Hugo Hamilton

Irland

Schriftsteller

Gast des Berliner Künstlerprogramms des DAAD 2001–2002

Hugo Hamilton DAAD


„Ich hatte zwei Elternteile, die heimatlos waren“, sagt der 1953 in Dublin geborene Schriftsteller Hugo Hamilton. „Mein Vater kämpfte für das alte Irland, das es nicht mehr gab, und meine Mutter hatte Deutschland verlassen. Wir waren fremd in dem Land, in dem wir lebten.“ Zuhause durfte kein Englisch gesprochen werden, nur Irisch und Deutsch waren erlaubt. Die Kinder durften nur mit Kindern spielen, die Irisch sprachen. Dass ihre Mutter aus Deutschland stammte, bekamen sie dabei oft zu spüren: Der ältere Bruder Franz wurde von den anderen Kindern Hitler gerufen. Hugo nannten sie Eichmann. Es blieb nicht bei verbalen Ausfällen. „Ich hatte als Kind wirklich Angst, deutsch zu sein“, erinnert sich Hamilton.

Im Schreiben kann man Klarheit finden. Man kann sein eigenes Land bauen in der Fantasie.
Hugo Hamilton

Das Andersein äußerte sich bereits in der Kleidung: Hamilton und sein Bruder Franz trugen Lederhosen und handgestrickte Aran-Pullover, oben irisch, unten deutsch. Gescheckte Menschen könnte man sagen, eine bunte Mischung. So hat Hamilton denn auch das Buch genannt, in dem er seine Kindheit aufgearbeitet hat: „Gescheckte Menschen“ ist 2004 in deutscher Übersetzung erschienen. Ein von der Kritik hochgelobtes Werk, das vor allem für sich einnimmt, weil aus der Kinderperspektive erzählt wird. Die Zerrissenheit seiner Familie begleitet Hamilton sein Leben lang. Nicht umsonst bezeichnet er Berlin als seine Lieblingsstadt. „Das Geteilte war mir ähnlich“, erklärt er seine Affinität zur deutschen Hauptstadt, die er Mitte der 1970er-Jahre zum ersten Mal besuchte.

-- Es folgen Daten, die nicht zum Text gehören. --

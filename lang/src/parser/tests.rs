use super::*;
use crate::lexer::tokenize;
use expect_test::expect;

fn parse_source(source: &str) -> Result<Program, ParseError> {
    let tokens = tokenize(source);
    parse(&tokens)
}

fn parse_error(source: &str) -> ParseError {
    parse_source(source).unwrap_err()
}

#[test]
fn parse_declaration_with_initializer() {
    let program = parse_source("int x1 = 42;").unwrap();
    expect![[r#"
        [
            Declaration {
                ty: Int,
                name: "x1",
                init: Some(
                    Literal {
                        value: "42",
                        ty: Int,
                    },
                ),
            },
        ]
    "#]]
    .assert_debug_eq(&program);
}

#[test]
fn parse_matching_literals_for_each_type() {
    let cases = [
        ("int a = 1;", Type::Int, "a", "1"),
        ("float b = 2.5;", Type::Float, "b", "2.5"),
        ("string c = \"hi\";", Type::String, "c", "hi"),
        ("bool d = true;", Type::Bool, "d", "true"),
    ];

    for (source, ty, name, value) in cases {
        let program = parse_source(source).unwrap();
        assert_eq!(
            program,
            vec![Declaration {
                ty,
                name: name.to_string(),
                init: Some(Expr::Literal {
                    value: value.to_string(),
                    ty,
                }),
            }],
            "source: {source:?}"
        );
    }
}

#[test]
fn parse_declaration_without_initializer() {
    let program = parse_source("float f;").unwrap();
    assert_eq!(
        program,
        vec![Declaration {
            ty: Type::Float,
            name: "f".to_string(),
            init: None,
        }]
    );
}

#[test]
fn identifier_initializers_skip_type_checking() {
    // There is no symbol table, so an identifier satisfies any declared type
    let program = parse_source("bool flag = other;").unwrap();
    assert_eq!(
        program,
        vec![Declaration {
            ty: Type::Bool,
            name: "flag".to_string(),
            init: Some(Expr::Identifier("other".to_string())),
        }]
    );
}

#[test]
fn parse_multiple_declarations_in_order() {
    let program = parse_source("int x = 1;\nfloat y;\nstring z = x;").unwrap();
    let names: Vec<_> = program.iter().map(|d| d.name.as_str()).collect();
    assert_eq!(names, vec!["x", "y", "z"]);
    assert_eq!(program[1].init, None);
    assert_eq!(program[2].init, Some(Expr::Identifier("x".to_string())));
}

#[test]
fn parse_empty_input() {
    assert_eq!(parse_source("").unwrap(), vec![]);
}

#[test]
fn missing_semicolon_fails_at_eof_token() {
    let err = parse_error("int x = 42");
    assert_eq!(err.kind, ParseErrorKind::FailedToFindToken);
    assert_eq!(err.token.kind, TokenKind::Eof);
    assert_eq!(err.token.position, Position::new(1, 11));
    assert_eq!(err.message, "Expected ';' after variable declaration");
}

#[test]
fn missing_type_keyword() {
    let err = parse_error("x = 42;");
    assert_eq!(err.kind, ParseErrorKind::ExpectedTypeToken);
    assert_eq!(err.token.kind, TokenKind::Identifier);
    assert_eq!(err.token.text, "x");
    assert_eq!(err.token.position, Position::new(1, 1));
}

#[test]
fn missing_variable_name() {
    let err = parse_error("int = 42;");
    assert_eq!(err.kind, ParseErrorKind::ExpectedIdentifier);
    assert_eq!(err.token.kind, TokenKind::Assign);
    assert_eq!(err.token.position, Position::new(1, 5));
}

#[test]
fn number_used_as_variable_name() {
    let err = parse_error("int 123 = 5;");
    assert_eq!(err.kind, ParseErrorKind::ExpectedIdentifier);
    assert_eq!(err.token.kind, TokenKind::IntLit);
    assert_eq!(err.token.text, "123");
}

#[test]
fn literal_type_mismatches_carry_the_offending_token() {
    let err = parse_error("int x = \"Rahim\";");
    assert_eq!(err.kind, ParseErrorKind::ExpectedIntLit);
    assert_eq!(err.token.kind, TokenKind::StringLit);
    assert_eq!(err.token.text, "Rahim");

    let err = parse_error("float pi = true;");
    assert_eq!(err.kind, ParseErrorKind::ExpectedFloatLit);
    assert_eq!(err.token.kind, TokenKind::BoolLit);

    let err = parse_error("string name = 42;");
    assert_eq!(err.kind, ParseErrorKind::ExpectedStringLit);
    assert_eq!(err.token.kind, TokenKind::IntLit);

    let err = parse_error("bool flag = 123;");
    assert_eq!(err.kind, ParseErrorKind::ExpectedBoolLit);
    assert_eq!(err.token.kind, TokenKind::IntLit);
}

#[test]
fn missing_expression_after_assign() {
    let err = parse_error("int x = ;");
    assert_eq!(err.kind, ParseErrorKind::ExpectedExpr);
    assert_eq!(err.token.kind, TokenKind::Semicolon);
}

#[test]
fn eof_inside_initializer_fails_the_expression_rule() {
    // The end-of-input token is the current token and fails the expression
    // rule's kind check; there is no separate unexpected-eof path.
    let err = parse_error("int y = 5; int z =");
    assert_eq!(err.kind, ParseErrorKind::ExpectedExpr);
    assert_eq!(err.token.kind, TokenKind::Eof);
}

#[test]
fn missing_assign_before_literal() {
    let err = parse_error("int x 42;");
    assert_eq!(err.kind, ParseErrorKind::FailedToFindToken);
    assert_eq!(err.token.kind, TokenKind::IntLit);
    assert_eq!(err.token.text, "42");
}

#[test]
fn invalid_identifier_token_fails_the_expression_rule() {
    // Truncated sequence from a second decimal point: no Eof token at all
    let err = parse_error("int x = 1.2.3;");
    assert_eq!(err.kind, ParseErrorKind::ExpectedExpr);
    assert_eq!(err.token.kind, TokenKind::InvalidIdentifier);
    assert_eq!(err.token.text, "1.2");
}

#[test]
fn cursor_past_truncated_sequence_reads_synthetic_eof() {
    let tokens = vec![Token::new(TokenKind::Int, "int", Position::new(1, 1))];
    let err = parse(&tokens).unwrap_err();
    assert_eq!(err.kind, ParseErrorKind::ExpectedIdentifier);
    assert_eq!(err.token.kind, TokenKind::Eof);
}

#[test]
fn parse_error_display() {
    let err = parse_error("int x = 42");
    assert_eq!(
        err.to_string(),
        "FailedToFindToken at 1:11: Expected ';' after variable declaration (found T_EOF \"\")"
    );

    let err = parse_error("int x = \"Rahim\";");
    assert_eq!(
        err.to_string(),
        "ExpectedIntLit at 1:9: Expected integer literal (found T_STRINGLIT \"Rahim\")"
    );
}

#[test]
fn error_kind_names_are_stable() {
    let kinds = [
        (ParseErrorKind::UnexpectedEOF, "UnexpectedEOF"),
        (ParseErrorKind::FailedToFindToken, "FailedToFindToken"),
        (ParseErrorKind::ExpectedTypeToken, "ExpectedTypeToken"),
        (ParseErrorKind::ExpectedIdentifier, "ExpectedIdentifier"),
        (ParseErrorKind::UnexpectedToken, "UnexpectedToken"),
        (ParseErrorKind::ExpectedFloatLit, "ExpectedFloatLit"),
        (ParseErrorKind::ExpectedIntLit, "ExpectedIntLit"),
        (ParseErrorKind::ExpectedStringLit, "ExpectedStringLit"),
        (ParseErrorKind::ExpectedBoolLit, "ExpectedBoolLit"),
        (ParseErrorKind::ExpectedExpr, "ExpectedExpr"),
    ];
    for (kind, name) in kinds {
        assert_eq!(kind.name(), name);
    }
}
//! Shared primitives for all Rust crates in Stockledger.

#![forbid(unsafe_code)]

/// Authentication primitives shared across services.
pub mod auth;

use std::fmt::{Display, Formatter};

use serde::{Deserialize, Serialize};
use thiserror::Error;
use uuid::Uuid;

pub use auth::UserIdentity;

/// Result type used across Stockledger crates.
pub type AppResult<T> = Result<T, AppError>;

/// A validated non-empty UTF-8 string.
#[derive(Debug, Clone, PartialEq, Eq, Hash, Serialize, Deserialize)]
pub struct NonEmptyString(String);

impl NonEmptyString {
    /// Creates a validated non-empty string.
    pub fn new(value: impl Into<String>) -> AppResult<Self> {
        let value = value.into();
        if value.trim().is_empty() {
            return Err(AppError::Validation(
                "value must not be empty or whitespace".to_owned(),
            ));
        }

        Ok(Self(value))
    }

    /// Returns the underlying string slice.
    #[must_use]
    pub fn as_str(&self) -> &str {
        self.0.as_str()
    }
}

impl From<NonEmptyString> for String {
    fn from(value: NonEmptyString) -> Self {
        value.0
    }
}

/// Tenant identifier used as the partition key for every persisted record.
#[derive(Debug, Clone, Copy, PartialEq, Eq, Hash, Serialize, Deserialize)]
pub struct TenantId(Uuid);

impl TenantId {
    /// Creates a random tenant identifier.
    #[must_use]
    pub fn new() -> Self {
        Self(Uuid::new_v4())
    }

    /// Creates a tenant identifier from an existing UUID value.
    #[must_use]
    pub fn from_uuid(value: Uuid) -> Self {
        Self(value)
    }

    /// Returns the underlying UUID value.
    #[must_use]
    pub fn as_uuid(&self) -> Uuid {
        self.0
    }
}

impl Default for TenantId {
    fn default() -> Self {
        Self::new()
    }
}

impl Display for TenantId {
    fn fmt(&self, formatter: &mut Formatter<'_>) -> std::fmt::Result {
        write!(formatter, "{}", self.0)
    }
}

/// Common application error categories.
#[derive(Debug, Error)]
pub enum AppError {
    /// Invalid input or violated invariant.
    #[error("validation error: {0}")]
    Validation(String),

    /// Requested record does not exist.
    #[error("not found: {0}")]
    NotFound(String),

    /// Caller is not authenticated.
    #[error("unauthorized: {0}")]
    Unauthorized(String),

    /// Caller is authenticated but blocked by authorization policy.
    #[error("forbidden: {0}")]
    Forbidden(String),

    /// Internal unexpected error.
    #[error("internal error: {0}")]
    Internal(String),
}

#[cfg(test)]
mod tests {
    use super::{NonEmptyString, TenantId};

    #[test]
    fn non_empty_string_rejects_whitespace() {
        let result = NonEmptyString::new("   ");
        assert!(result.is_err());
    }

    #[test]
    fn tenant_id_formats_as_uuid() {
        let tenant_id = TenantId::new();
        assert_eq!(tenant_id.to_string().len(), 36);
    }
}
//! Stockledger API composition root.

#![forbid(unsafe_code)]

mod auth;
mod dto;
mod error;
mod handlers;
mod middleware;
mod state;

use std::env;
use std::net::{IpAddr, SocketAddr};
use std::str::FromStr;
use std::sync::Arc;
use std::time::Duration;

use axum::Router;
use axum::http::header::CONTENT_TYPE;
use axum::http::{HeaderValue, Method};
use axum::middleware::{from_fn, from_fn_with_state};
use axum::routing::{get, post};
use sqlx::postgres::PgPoolOptions;
use stockledger_application::{AuthorizationService, DirectoryService, RecordService};
use stockledger_core::AppError;
use stockledger_infrastructure::{
    PostgresAuditRepository, PostgresAuthorizationRepository, PostgresDirectoryRepository,
    PostgresRecordRepository,
};
use tower_http::cors::CorsLayer;
use tower_http::timeout::TimeoutLayer;
use tower_http::trace::TraceLayer;
use tower_sessions::cookie::SameSite;
use tower_sessions::cookie::time::Duration as CookieDuration;
use tower_sessions::{Expiry, SessionManagerLayer};
use tower_sessions_sqlx_store::PostgresStore;
use tracing::info;
use tracing_subscriber::EnvFilter;

use crate::state::AppState;

#[tokio::main]
async fn main() -> Result<(), AppError> {
    dotenvy::dotenv().ok();
    init_tracing();

    let migrate_only = env::args().nth(1).as_deref() == Some("migrate");

    let database_url = required_env("DATABASE_URL")?;
    let frontend_url =
        env::var("FRONTEND_URL").unwrap_or_else(|_| "http://localhost:3000".to_owned());
    let session_token = required_env("AUTH_BOOTSTRAP_TOKEN")?;

    let api_host = env::var("API_HOST").unwrap_or_else(|_| "127.0.0.1".to_owned());
    let api_port = env::var("API_PORT")
        .ok()
        .and_then(|value| value.parse::<u16>().ok())
        .unwrap_or(3001);
    let cookie_secure = env::var("SESSION_COOKIE_SECURE")
        .unwrap_or_else(|_| "false".to_owned())
        .eq_ignore_ascii_case("true");

    let pool = PgPoolOptions::new()
        .max_connections(10)
        .connect(&database_url)
        .await
        .map_err(|error| AppError::Internal(format!("failed to connect to database: {error}")))?;

    sqlx::migrate!("../../crates/infrastructure/migrations")
        .run(&pool)
        .await
        .map_err(|error| AppError::Internal(format!("failed to run migrations: {error}")))?;

    if migrate_only {
        info!("database migrations applied successfully");
        return Ok(());
    }

    let session_store = PostgresStore::new(pool.clone())
        .with_table_name("tower_sessions")
        .map_err(|error| {
            AppError::Validation(format!("invalid session table name configuration: {error}"))
        })?;
    session_store.migrate().await.map_err(|error| {
        AppError::Internal(format!("failed to initialize session store: {error}"))
    })?;

    let session_layer = SessionManagerLayer::new(session_store)
        .with_secure(cookie_secure)
        .with_same_site(SameSite::Lax)
        .with_http_only(true)
        .with_expiry(Expiry::OnInactivity(CookieDuration::minutes(30)));

    let record_repository = Arc::new(PostgresRecordRepository::new(pool.clone()));
    let directory_repository = Arc::new(PostgresDirectoryRepository::new(pool.clone()));
    let authorization_repository = Arc::new(PostgresAuthorizationRepository::new(pool.clone()));
    let audit_repository = Arc::new(PostgresAuditRepository::new(pool.clone()));

    let authorization_service = AuthorizationService::new(authorization_repository);
    let record_service = RecordService::new(
        record_repository,
        authorization_service.clone(),
        audit_repository,
    );
    let directory_service = DirectoryService::new(directory_repository, authorization_service);

    let app_state = AppState {
        record_service,
        directory_service,
        frontend_url: frontend_url.clone(),
        session_token,
    };

    let protected_routes = Router::new()
        .route(
            "/api/goods-receipts",
            get(handlers::goods_receipts::list_goods_receipts_handler)
                .post(handlers::goods_receipts::create_goods_receipt_handler),
        )
        .route(
            "/api/goods-receipts/{record_id}",
            get(handlers::goods_receipts::get_goods_receipt_handler)
                .put(handlers::goods_receipts::update_goods_receipt_handler)
                .delete(handlers::goods_receipts::delete_goods_receipt_handler),
        )
        .route("/api/users", get(handlers::directory::list_users_handler))
        .route(
            "/api/organizations",
            get(handlers::directory::list_organizations_handler),
        )
        .route("/auth/me", get(auth::me_handler))
        .route_layer(from_fn(middleware::require_auth));

    let cors_layer = CorsLayer::new()
        .allow_origin(
            HeaderValue::from_str(&frontend_url)
                .map_err(|error| AppError::Internal(format!("invalid FRONTEND_URL: {error}")))?,
        )
        .allow_credentials(true)
        .allow_methods([
            Method::GET,
            Method::POST,
            Method::PUT,
            Method::DELETE,
            Method::OPTIONS,
        ])
        .allow_headers([CONTENT_TYPE]);

    let app = Router::new()
        .route("/health", get(handlers::health::health_handler))
        .route("/auth/session", post(auth::create_session_handler))
        .route("/auth/logout", post(auth::logout_handler))
        .merge(protected_routes)
        .route_layer(from_fn_with_state(
            app_state.clone(),
            middleware::require_same_origin_for_mutations,
        ))
        .layer(TraceLayer::new_for_http())
        .layer(TimeoutLayer::new(Duration::from_secs(30)))
        .layer(cors_layer)
        .layer(session_layer)
        .with_state(app_state);

    let host = IpAddr::from_str(&api_host)
        .map_err(|error| AppError::Internal(format!("invalid API_HOST '{api_host}': {error}")))?;
    let address = SocketAddr::from((host, api_port));

    let listener = tokio::net::TcpListener::bind(address)
        .await
        .map_err(|error| AppError::Internal(format!("failed to bind listener: {error}")))?;

    info!(%address, "stockledger-api listening");

    axum::serve(listener, app)
        .await
        .map_err(|error| AppError::Internal(format!("api server error: {error}")))
}

fn init_tracing() {
    let env_filter = EnvFilter::try_from_default_env().unwrap_or_else(|_| EnvFilter::new("info"));

    tracing_subscriber::fmt()
        .with_env_filter(env_filter)
        .with_target(false)
        .compact()
        .init();
}

fn required_env(name: &str) -> Result<String, AppError> {
    env::var(name).map_err(|_| AppError::Validation(format!("{name} is required")))
}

2002 war er im Rahmen eines DAAD-Stipendiums wieder in Berlin und nutze die Zeit, um das Buch über seine Kindheit fertig zu schreiben. Die Geschichte seiner Mutter hat er bereits in Romanen verarbeitet. Ganz so, als würde ihn die früh erfahrene Heimatlosigkeit immer aufs Neue umtreiben. „Im Schreiben kann man Klarheit finden. Man kann sein eigenes Land bauen in der Fantasie“, sagt Hamilton und sieht sich damit in der Tradition der irischen Literatur: „Die Iren wollten immer Geschichten erzählen, sie wollten sich behaupten, und die Fantasie war die einzige Erlösung aus der Armut.“ Hamiltons persönliche Erlösungssuche geht weiter: Ein Drehbuch über die Geschichte einer deutschen Jüdin in den 1930er-Jahren half ihm, sich mit den antisemitischen Positionen seines Vaters auseinanderzusetzen.

Hugo Hamilton lebt mit seiner Familie in Dublin und feierte im Oktober 2011 im Dubliner „Gate Theatre“ mit einer eigenen Bearbeitung von „Gescheckte Menschen“ sein Debüt als Dramatiker. Im Jahr 2014 wurde dort auch sein Stück „The Mariner“ uraufgeführt. Auch als Romancier setzt er seine Karriere fort: 2011 erschien im Luchterhand Literaturverlag „Der irische Freund“, 2014 „Jede einzelne Minute“. Dabei gilt ihm Berlin immer noch als Ort der Inspiration: Hugo Hamilton kehrt regelmäßig in die deutsche Hauptstadt zurück und fühlt sich in seiner Schöneberger Wohnung „sehr zu Hause“, wie er in einem Artikel des „Tagesspiegel“ bekannte. Dabei leistet er mit seinen Werken immer wieder einen Beitrag zum deutsch-irischen Verständnis – und wurde dafür im Herbst 2014 mit dem Bundesverdienstkreuz ausgezeichnet.